As a Black woman blogger who sits at the intersection Rap/pop culture and feminism, I have very unique perspective. I am not aware of any other Black woman who has blogged as consistently as long as I have.

Because of this I have had a very particular experience in the blogosphere.

One by one, with bloggers, the majority of whom ran rap blogs, have had moments around gender. I remember when Eskay called Karrine Steffans a “slore.” A combination slut and a whore. I was like, Umm, that shit is not cool.

I remember when I had a conversation with Dallas who argued, and I paraphrase, that the fate of Black people rest on the “respectability” of Black women.  This was based on a conversation around the Duke Rape case. I responded, blood what the ___ are you talking about?  Truth be told, Dallas is the one who named me M.dot, based on the two M’s in Model Minority. It just kinda stuck. He is also the person who encouraged me to write about the Venus Hottentot and Buffy the Body.  This was kind of a game changer for me because it got me thinking about Black women in music videos from a historical perspective.

Lastly my recent conversations with Ta-Nehisi around “For Colored Girls” and the significance of looking at a text around gender when talking about race, are a  part of this pattern as well.

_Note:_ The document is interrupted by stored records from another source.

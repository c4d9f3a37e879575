//! Bird factory for creating test bird entities.

use crate::factory::helpers::{next_id, next_object_id};
use chrono::{SubsecRound, Utc};
use sea_orm::{ActiveModelTrait, ActiveValue, DatabaseConnection, DbErr};

/// Factory for creating test birds with customizable fields.
///
/// # Example
///
/// ```rust,ignore
/// use test_utils::factory::bird::BirdFactory;
///
/// let bird = BirdFactory::new(&db)
///     .name("Robin")
///     .age(2.0)
///     .build()
///     .await?;
/// ```
pub struct BirdFactory<'a> {
    db: &'a DatabaseConnection,
    id: String,
    name: String,
    breed: String,
    age: f64,
}

impl<'a> BirdFactory<'a> {
    /// Creates a new BirdFactory with default values.
    ///
    /// Defaults:
    /// - id: counter-derived 24 character hex object id
    /// - name: `"Bird {n}"`
    /// - breed: `"Test breed"`
    /// - age: `1.0`
    pub fn new(db: &'a DatabaseConnection) -> Self {
        let n = next_id();
        Self {
            db,
            id: next_object_id(),
            name: format!("Bird {}", n),
            breed: "Test breed".to_string(),
            age: 1.0,
        }
    }

    pub fn id(mut self, id: impl Into<String>) -> Self {
        self.id = id.into();
        self
    }

    pub fn name(mut self, name: impl Into<String>) -> Self {
        self.name = name.into();
        self
    }

    pub fn breed(mut self, breed: impl Into<String>) -> Self {
        self.breed = breed.into();
        self
    }

    pub fn age(mut self, age: f64) -> Self {
        self.age = age;
        self
    }

    /// Inserts the bird with identical millisecond-precision `created_at` and
    /// `updated_at` stamps.
    ///
    /// # Returns
    /// - `Ok(entity::bird::Model)` - The inserted row
    /// - `Err(DbErr)` - Database error during insertion
    pub async fn build(self) -> Result<entity::bird::Model, DbErr> {
        let now = Utc::now().trunc_subsecs(3);

        entity::bird::ActiveModel {
            id: ActiveValue::Set(self.id),
            name: ActiveValue::Set(self.name),
            breed: ActiveValue::Set(self.breed),
            age: ActiveValue::Set(self.age),
            created_at: ActiveValue::Set(now),
            updated_at: ActiveValue::Set(now),
        }
        .insert(self.db)
        .await
    }
}

/// Creates a bird with default values.
pub async fn create_bird(db: &DatabaseConnection) -> Result<entity::bird::Model, DbErr> {
    BirdFactory::new(db).build().await
}

/// Creates `count` birds with default values.
pub async fn create_birds(
    db: &DatabaseConnection,
    count: usize,
) -> Result<Vec<entity::bird::Model>, DbErr> {
    let mut birds = Vec::with_capacity(count);
    for _ in 0..count {
        birds.push(create_bird(db).await?);
    }
    Ok(birds)
}
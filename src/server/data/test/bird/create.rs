use super::*;

/// Tests creating a bird from a complete payload.
///
/// Verifies that the repository assigns a 24 character id and identical
/// creation and update timestamps.
///
/// Expected: Ok(Bird)
#[tokio::test]
async fn creates_bird_with_generated_id_and_timestamps() -> Result<(), AppError> {
    let test = TestBuilder::new().with_bird_tables().build().await.unwrap();
    let db = test.db();

    let repo = BirdRepository::new(db);
    let bird = repo
        .create(&json!({ "name": "Robin", "breed": "Passerine", "age": 1 }))
        .await?;

    assert_eq!(bird.id.len(), 24);
    assert_eq!(bird.name, "Robin");
    assert_eq!(bird.breed, "Passerine");
    assert_eq!(bird.age, 1.0);
    assert_eq!(bird.created_at, bird.updated_at);

    Ok(())
}

/// Tests that a created bird reads back unchanged.
///
/// Expected: get_by_id returns a record equal to the creation result
#[tokio::test]
async fn created_bird_reads_back_equal() -> Result<(), AppError> {
    let test = TestBuilder::new().with_bird_tables().build().await.unwrap();
    let db = test.db();

    let repo = BirdRepository::new(db);
    let created = repo
        .create(&json!({ "name": "Kestrel", "breed": "Falcon", "age": 4.5 }))
        .await?;

    let fetched = repo.get_by_id(&created.id).await?;

    assert_eq!(fetched, Some(created));

    Ok(())
}

/// Tests that client-supplied ids and timestamps are ignored.
///
/// Expected: Ok(Bird) with server-assigned values
#[tokio::test]
async fn ignores_client_supplied_server_fields() -> Result<(), AppError> {
    let test = TestBuilder::new().with_bird_tables().build().await.unwrap();
    let db = test.db();

    let repo = BirdRepository::new(db);
    let bird = repo
        .create(&json!({
            "id": "000000000000000000000001",
            "name": "Robin",
            "breed": "Passerine",
            "age": 1,
            "createdAt": "1999-01-01T00:00:00.000Z"
        }))
        .await?;

    assert_ne!(bird.id, "000000000000000000000001");
    assert!(bird.created_at.timestamp() > 946_684_800);

    Ok(())
}

/// Tests creating a bird with missing fields.
///
/// Verifies that nothing is stored when validation fails.
///
/// Expected: Err(AppError::Validation)
#[tokio::test]
async fn fails_validation_without_storing() -> Result<(), AppError> {
    let test = TestBuilder::new().with_bird_tables().build().await.unwrap();
    let db = test.db();

    let repo = BirdRepository::new(db);
    let result = repo.create(&json!({ "name": "Robin" })).await;

    match result {
        Err(AppError::Validation(err)) => assert_eq!(
            err.violations,
            vec![
                FieldViolation::Missing { field: "breed" },
                FieldViolation::Missing { field: "age" },
            ]
        ),
        other => panic!("expected validation error, got {other:?}"),
    }
    assert!(repo.get_all().await?.is_empty());

    Ok(())
}

/// Tests creating a bird when the table does not exist.
///
/// Expected: Err(AppError::DbErr)
#[tokio::test]
async fn fails_when_store_is_unavailable() -> Result<(), AppError> {
    let test = TestBuilder::new().build().await.unwrap();
    let db = test.db();

    let repo = BirdRepository::new(db);
    let result = repo
        .create(&json!({ "name": "Robin", "breed": "Passerine", "age": 1 }))
        .await;

    assert!(matches!(result, Err(AppError::DbErr(_))));

    Ok(())
}
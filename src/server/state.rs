//! Application state shared across all request handlers.
//!
//! The state is built once during startup and cloned into each handler through
//! Axum's state extraction. Both fields are cheap to clone: `DatabaseConnection`
//! is a pool handle and `ApmClient` only carries the application name.

use sea_orm::DatabaseConnection;

use crate::server::observability::ApmClient;

#[derive(Clone)]
pub struct AppState {
    /// Connection pool for the bird store.
    pub db: DatabaseConnection,

    /// Direct sender for records that must reach the APM agent immediately.
    pub apm: ApmClient,
}

impl AppState {
    pub fn new(db: DatabaseConnection, apm: ApmClient) -> Self {
        Self { db, apm }
    }
}
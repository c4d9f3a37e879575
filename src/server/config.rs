use std::path::PathBuf;

use crate::server::error::{config::ConfigError, AppError};

const DEFAULT_BIND_ADDRESS: &str = "0.0.0.0:3001";
const DEFAULT_SWAGGER_PATH: &str = "./swagger.json";
const DEFAULT_LOG_DIR: &str = "logs";
const DEFAULT_LOG_RETENTION_DAYS: u32 = 14;
const DEFAULT_APM_APP_NAME: &str = "BirdsWorld";
const DEFAULT_APM_LOG_LEVEL: &str = "info";

/// Settings for the APM log pipeline.
///
/// The service never talks to the APM backend itself; records are written to
/// stdout and collected by the backend's agent. These values label and filter
/// what is written.
#[derive(Debug, Clone, PartialEq, Eq)]
pub struct ApmConfig {
    pub app_name: String,
    pub license_key: String,
    /// `EnvFilter` directive for the console sink, e.g. `info` or `birdsworld=debug`.
    pub log_level: String,
}

#[derive(Debug, Clone, PartialEq, Eq)]
pub struct Config {
    pub database_url: String,
    pub bind_address: String,
    pub swagger_path: PathBuf,

    pub log_dir: PathBuf,
    pub log_retention_days: u32,

    pub apm: ApmConfig,
}

impl Config {
    pub fn from_env() -> Result<Self, AppError> {
        Self::from_lookup(|key| std::env::var(key).ok())
    }

    /// Builds the configuration from an arbitrary variable source.
    ///
    /// Only `DATABASE_URL` is required; every other setting has a default.
    pub fn from_lookup<F>(lookup: F) -> Result<Self, AppError>
    where
        F: Fn(&str) -> Option<String>,
    {
        let or_default = |key: &str, default: &str| lookup(key).unwrap_or_else(|| default.to_string());

        let log_retention_days = match lookup("LOG_RETENTION_DAYS") {
            Some(value) => value.parse::<u32>().map_err(|e| ConfigError::InvalidEnvVar {
                name: "LOG_RETENTION_DAYS".to_string(),
                value: value.clone(),
                reason: e.to_string(),
            })?,
            None => DEFAULT_LOG_RETENTION_DAYS,
        };

        Ok(Self {
            database_url: lookup("DATABASE_URL")
                .ok_or_else(|| ConfigError::MissingEnvVar("DATABASE_URL".to_string()))?,
            bind_address: or_default("BIND_ADDRESS", DEFAULT_BIND_ADDRESS),
            swagger_path: PathBuf::from(or_default("SWAGGER_PATH", DEFAULT_SWAGGER_PATH)),
            log_dir: PathBuf::from(or_default("LOG_DIR", DEFAULT_LOG_DIR)),
            log_retention_days,
            apm: ApmConfig {
                app_name: or_default("APM_APP_NAME", DEFAULT_APM_APP_NAME),
                license_key: or_default("APM_LICENSE_KEY", ""),
                log_level: or_default("APM_LOG_LEVEL", DEFAULT_APM_LOG_LEVEL),
            },
        })
    }
}
use thiserror::Error;

/// Errors raised while preparing a test environment.
#[derive(Error, Debug)]
pub enum TestError {
    /// Connecting to the in-memory database or creating a table failed.
    #[error(transparent)]
    Database(#[from] sea_orm::DbErr),
}
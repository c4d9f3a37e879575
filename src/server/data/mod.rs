//! Database repository layer.
//!
//! Repositories handle database operations (CRUD) for each domain. They use SeaORM
//! entity models internally and return domain models so the service layer never
//! sees database types.

pub mod bird;

#[cfg(test)]
mod test;
use super::*;

/// Tests deleting an existing bird.
///
/// Verifies that the deleted record is returned and no longer found.
///
/// Expected: Ok(Some(Bird)), then get_by_id returns Ok(None)
#[tokio::test]
async fn deletes_and_returns_last_value() -> Result<(), AppError> {
    let test = TestBuilder::new().with_bird_tables().build().await.unwrap();
    let db = test.db();

    let seeded = factory::create_bird(db).await?;

    let repo = BirdRepository::new(db);
    let deleted = repo.delete(&seeded.id).await?;

    assert_eq!(deleted, Some(Bird::from_entity(seeded.clone())));
    assert_eq!(repo.get_by_id(&seeded.id).await?, None);

    Ok(())
}

/// Tests that deleting only removes the targeted bird.
///
/// Expected: remaining birds are untouched
#[tokio::test]
async fn leaves_other_birds_in_place() -> Result<(), AppError> {
    let test = TestBuilder::new().with_bird_tables().build().await.unwrap();
    let db = test.db();

    let seeded = factory::create_birds(db, 3).await?;

    let repo = BirdRepository::new(db);
    repo.delete(&seeded[0].id).await?;

    assert_eq!(repo.get_all().await?.len(), 2);

    Ok(())
}

/// Tests deleting the same bird twice.
///
/// Expected: second delete returns Ok(None)
#[tokio::test]
async fn second_delete_returns_none() -> Result<(), AppError> {
    let test = TestBuilder::new().with_bird_tables().build().await.unwrap();
    let db = test.db();

    let seeded = factory::create_bird(db).await?;

    let repo = BirdRepository::new(db);
    assert!(repo.delete(&seeded.id).await?.is_some());
    assert_eq!(repo.delete(&seeded.id).await?, None);

    Ok(())
}

/// Tests deleting with malformed and unknown IDs.
///
/// Expected: Ok(None) for both
#[tokio::test]
async fn returns_none_for_missing_bird() -> Result<(), AppError> {
    let test = TestBuilder::new().with_bird_tables().build().await.unwrap();
    let db = test.db();

    let repo = BirdRepository::new(db);

    assert_eq!(repo.delete(UNKNOWN_ID).await?, None);
    assert_eq!(repo.delete("12345").await?, None);

    Ok(())
}
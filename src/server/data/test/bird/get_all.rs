use super::*;

/// Tests listing birds on an empty store.
///
/// Expected: Ok(empty Vec)
#[tokio::test]
async fn returns_empty_list_for_empty_store() -> Result<(), AppError> {
    let test = TestBuilder::new().with_bird_tables().build().await.unwrap();
    let db = test.db();

    let repo = BirdRepository::new(db);
    let birds = repo.get_all().await?;

    assert!(birds.is_empty());

    Ok(())
}

/// Tests listing birds after several creations.
///
/// Verifies that exactly the created birds are returned, in any order.
///
/// Expected: Ok(Vec) with N birds
#[tokio::test]
async fn returns_every_created_bird() -> Result<(), AppError> {
    let test = TestBuilder::new().with_bird_tables().build().await.unwrap();
    let db = test.db();

    let seeded = factory::create_birds(db, 5).await?;

    let repo = BirdRepository::new(db);
    let mut ids: Vec<String> = repo.get_all().await?.into_iter().map(|b| b.id).collect();
    let mut expected: Vec<String> = seeded.into_iter().map(|b| b.id).collect();
    ids.sort();
    expected.sort();

    assert_eq!(ids, expected);

    Ok(())
}

/// Tests listing birds seeded by the test builder.
///
/// Expected: Ok with exactly the seeded count
#[tokio::test]
async fn returns_builder_seeded_birds() -> Result<(), AppError> {
    let test = TestBuilder::new()
        .with_bird_tables()
        .with_birds(4)
        .build()
        .await
        .unwrap();

    let birds = BirdRepository::new(test.db()).get_all().await?;

    assert_eq!(birds.len(), 4);

    Ok(())
}
use axum::{routing::get, Router};
use tower_http::{cors::CorsLayer, trace::TraceLayer};
use utoipa::openapi::OpenApi;
use utoipa_swagger_ui::SwaggerUi;

use crate::server::{
    controller::{
        bird::{create_bird, delete_bird, get_all_birds, get_bird_by_id, update_bird},
        diagnostics::test_logging,
    },
    state::AppState,
};

/// Builds the application routes with Swagger UI serving `api_doc` at `/swagger`.
///
/// The collection answers with and without a trailing slash.
pub fn router(api_doc: OpenApi) -> Router<AppState> {
    Router::new()
        .route("/api/birds", get(get_all_birds).post(create_bird))
        .route("/api/birds/", get(get_all_birds).post(create_bird))
        .route(
            "/api/birds/{id}",
            get(get_bird_by_id).put(update_bird).delete(delete_bird),
        )
        .route("/test-logging", get(test_logging))
        .merge(SwaggerUi::new("/swagger").url("/api-docs/openapi.json", api_doc))
        .layer(TraceLayer::new_for_http())
        .layer(CorsLayer::permissive())
}
use thiserror::Error;

/// A single rule broken by a bird payload.
#[derive(Error, Debug, Clone, PartialEq, Eq)]
pub enum FieldViolation {
    /// The request body is valid JSON but not an object.
    #[error("body: must be a JSON object")]
    NotAnObject,

    /// Field is absent or `null`.
    #[error("{field}: is required")]
    Missing { field: &'static str },

    /// Field is present with the wrong JSON type.
    #[error("{field}: must be a {expected}")]
    InvalidType {
        field: &'static str,
        expected: &'static str,
    },

    /// Text field is present but empty.
    #[error("{field}: must not be empty")]
    Empty { field: &'static str },
}

/// Rejected bird payload, carrying every violation found in one pass.
///
/// Surfaces to clients as a 500 Internal Server Error with the display
/// message as the error body.
#[derive(Error, Debug, Clone, PartialEq, Eq)]
#[error("Bird validation failed: {}", join_violations(.violations))]
pub struct ValidationError {
    pub violations: Vec<FieldViolation>,
}

fn join_violations(violations: &[FieldViolation]) -> String {
    violations
        .iter()
        .map(ToString::to_string)
        .collect::<Vec<_>>()
        .join(", ")
}
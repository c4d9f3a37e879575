pub use super::bird::Entity as Bird;
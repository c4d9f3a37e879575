use axum::{
    body::{to_bytes, Body},
    http::{header::CONTENT_TYPE, Method, Request, StatusCode},
    Router,
};
use serde_json::{json, Value};
use test_utils::{builder::TestBuilder, context::TestContext};
use tower::ServiceExt;
use utoipa::OpenApi;

use crate::server::{
    config::ApmConfig, doc::ApiDoc, observability::ApmClient, router::router, state::AppState,
};


/// Router over an in-memory database with the bird table created.
///
/// The context must outlive the router so the database stays open.
async fn app() -> (TestContext, Router) {
    let test = TestBuilder::new().with_bird_tables().build().await.unwrap();
    let app = app_over(&test);

    (test, app)
}

fn app_over(test: &TestContext) -> Router {
    let db = test.db().clone();
    let apm = ApmClient::new(&ApmConfig {
        app_name: "BirdsWorld".to_string(),
        license_key: String::new(),
        log_level: "info".to_string(),
    });

    router(ApiDoc::openapi()).with_state(AppState::new(db, apm))
}

/// Sends a request and returns the status with the decoded JSON body.
///
/// Bodies that are empty or not JSON decode to `Value::Null`.
async fn send(app: &Router, method: Method, uri: &str, body: Option<Value>) -> (StatusCode, Value) {
    let request = Request::builder().method(method).uri(uri);
    let request = match body {
        Some(json) => request
            .header(CONTENT_TYPE, "application/json")
            .body(Body::from(json.to_string())),
        None => request.body(Body::empty()),
    }
    .unwrap();

    send_request(app, request).await
}

async fn send_request(app: &Router, request: Request<Body>) -> (StatusCode, Value) {
    let response = app.clone().oneshot(request).await.unwrap();
    let status = response.status();
    let bytes = to_bytes(response.into_body(), usize::MAX).await.unwrap();
    let body = serde_json::from_slice(&bytes).unwrap_or(Value::Null);

    (status, body)
}

fn robin() -> Value {
    json!({ "name": "Robin", "breed": "Passerine", "age": 1 })
}
//! Service layer between the controllers and the repositories.
//!
//! Services own the observability envelope of each operation: a named segment,
//! a log event with the operation input, and a log event with its outcome.
//! They hold no business rules of their own.

pub mod bird;
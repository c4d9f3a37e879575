//! OpenAPI document generated from the handler annotations.
//!
//! The served document is normally the static `swagger.json`; this one is the
//! fallback when that file is missing or unparsable, and the reference the
//! static file is checked against in tests.

use utoipa::OpenApi;

use crate::model::{
    api::{ErrorDto, LogTestDto, ResponseStatus},
    bird::{BirdDto, BirdInputDto},
};

#[derive(OpenApi)]
#[openapi(
    info(
        title = "Birds World API",
        version = "1.0.0",
        description = "CRUD interface for the bird registry."
    ),
    servers(
        (url = "/", description = "Relative to the deployment base URL")
    ),
    paths(
        crate::server::controller::bird::get_all_birds,
        crate::server::controller::bird::create_bird,
        crate::server::controller::bird::get_bird_by_id,
        crate::server::controller::bird::update_bird,
        crate::server::controller::bird::delete_bird,
        crate::server::controller::diagnostics::test_logging,
    ),
    components(schemas(BirdDto, BirdInputDto, ErrorDto, LogTestDto, ResponseStatus)),
    tags(
        (name = "birds", description = "Bird registry operations"),
        (name = "diagnostics", description = "Logging pipeline checks")
    )
)]
pub struct ApiDoc;
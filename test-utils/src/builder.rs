use entity::prelude::*;
use sea_orm::{sea_query::TableCreateStatement, DbBackend, EntityTrait, Schema};

use crate::{context::TestContext, error::TestError, factory};

/// Fluent setup for a test database.
///
/// Tables are created from SeaORM entities in the order they were added, then
/// any requested seed rows are inserted.
///
/// ```rust,ignore
/// let test = TestBuilder::new().with_bird_tables().with_birds(3).build().await?;
/// let repo = BirdRepository::new(test.db());
/// ```
#[derive(Default)]
pub struct TestBuilder {
    tables: Vec<TableCreateStatement>,
    birds: usize,
}

impl TestBuilder {
    pub fn new() -> Self {
        Self::default()
    }

    /// Adds a CREATE TABLE statement generated from `entity`.
    pub fn with_table<E: EntityTrait>(mut self, entity: E) -> Self {
        let schema = Schema::new(DbBackend::Sqlite);
        self.tables.push(schema.create_table_from_entity(entity));
        self
    }

    /// Adds every table the bird resource needs.
    pub fn with_bird_tables(self) -> Self {
        self.with_table(Bird)
    }

    /// Seeds `count` default birds once the tables exist.
    pub fn with_birds(mut self, count: usize) -> Self {
        self.birds = count;
        self
    }

    /// Connects, creates the tables and inserts the seed rows.
    ///
    /// Seeding without `with_bird_tables` fails with `TestError::Database`.
    pub async fn build(self) -> Result<TestContext, TestError> {
        let test = TestContext::connect().await?;
        test.create_tables(&self.tables).await?;

        if self.birds > 0 {
            factory::create_birds(test.db(), self.birds).await?;
        }

        Ok(test)
    }
}
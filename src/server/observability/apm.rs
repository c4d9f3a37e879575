//! Direct APM record sender.
//!
//! The APM agent tails stdout. Records sent here skip the subscriber and its
//! filters so they reach the agent immediately, whatever the console level.

use std::io::{self, Write};

use chrono::{DateTime, SecondsFormat, Utc};
use serde_json::{Map, Value};
use tracing::Level;

use crate::server::config::ApmConfig;

#[derive(Debug, Clone)]
pub struct ApmClient {
    app_name: String,
}

impl ApmClient {
    pub fn new(config: &ApmConfig) -> Self {
        Self {
            app_name: config.app_name.clone(),
        }
    }

    pub fn app_name(&self) -> &str {
        &self.app_name
    }

    /// Writes one record to stdout.
    ///
    /// A failed write is logged and otherwise ignored.
    pub fn send(&self, level: Level, message: &str, metadata: Map<String, Value>) {
        let mut stdout = io::stdout().lock();
        if let Err(e) = self.write_record(&mut stdout, Utc::now(), level, message, metadata) {
            tracing::warn!(error = %e, "Failed to send APM record");
        }
    }

    /// Serializes `{timestamp, level, message, app, ...metadata}` as a single line.
    ///
    /// Metadata keys that collide with the four standard keys are overwritten.
    pub fn write_record<W: Write>(
        &self,
        writer: &mut W,
        now: DateTime<Utc>,
        level: Level,
        message: &str,
        metadata: Map<String, Value>,
    ) -> io::Result<()> {
        let mut record = metadata;
        record.insert(
            "timestamp".to_string(),
            Value::String(now.to_rfc3339_opts(SecondsFormat::Millis, true)),
        );
        record.insert(
            "level".to_string(),
            Value::String(level.as_str().to_lowercase()),
        );
        record.insert("message".to_string(), Value::String(message.to_string()));
        record.insert("app".to_string(), Value::String(self.app_name.clone()));

        serde_json::to_writer(&mut *writer, &Value::Object(record))?;
        writer.write_all(b"\n")?;
        writer.flush()
    }
}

I guess what I am trying to say is that I am seeing a pattern here of me challenging or questioning Black men online, and me receiving various forms of “nah, pump your breaks” in response.

My interactions Ta-Nehisi’s and John’s are similar in that I supported them, in the way that I could on my blog or with my blog. These men would have gotten to where they are, regardless, as they seem to be committed to what they do.  What is material to me is that I saw that a line was crossed in terms of Black women, I brought it up to them, and I received a variation of  “nah, pump ya breaks.”

Whats the deal with that?

I have thought about writing this since those pictures were posted in 2009. I just wasn’t sure how. My conversations with Ta-Nehisi has clarified the issue in some ways. In fact a comment on his blog, which was brought to my attention by @tkoed on Friday (by the time I saw it the comments were closed) further encouraged me to write this. I was largely inspired based on a comment at Ta-Nehisis’ blog. The commenter, Sorn writes,

…What I see as the major bone of contention is that TNC is speaking from his experience of being a black man, and Renina is speaking from her experience of being a black woman. The language is the same, but the meanings are different, because meaning –on an emotional level– is ultimately derived from personal experience.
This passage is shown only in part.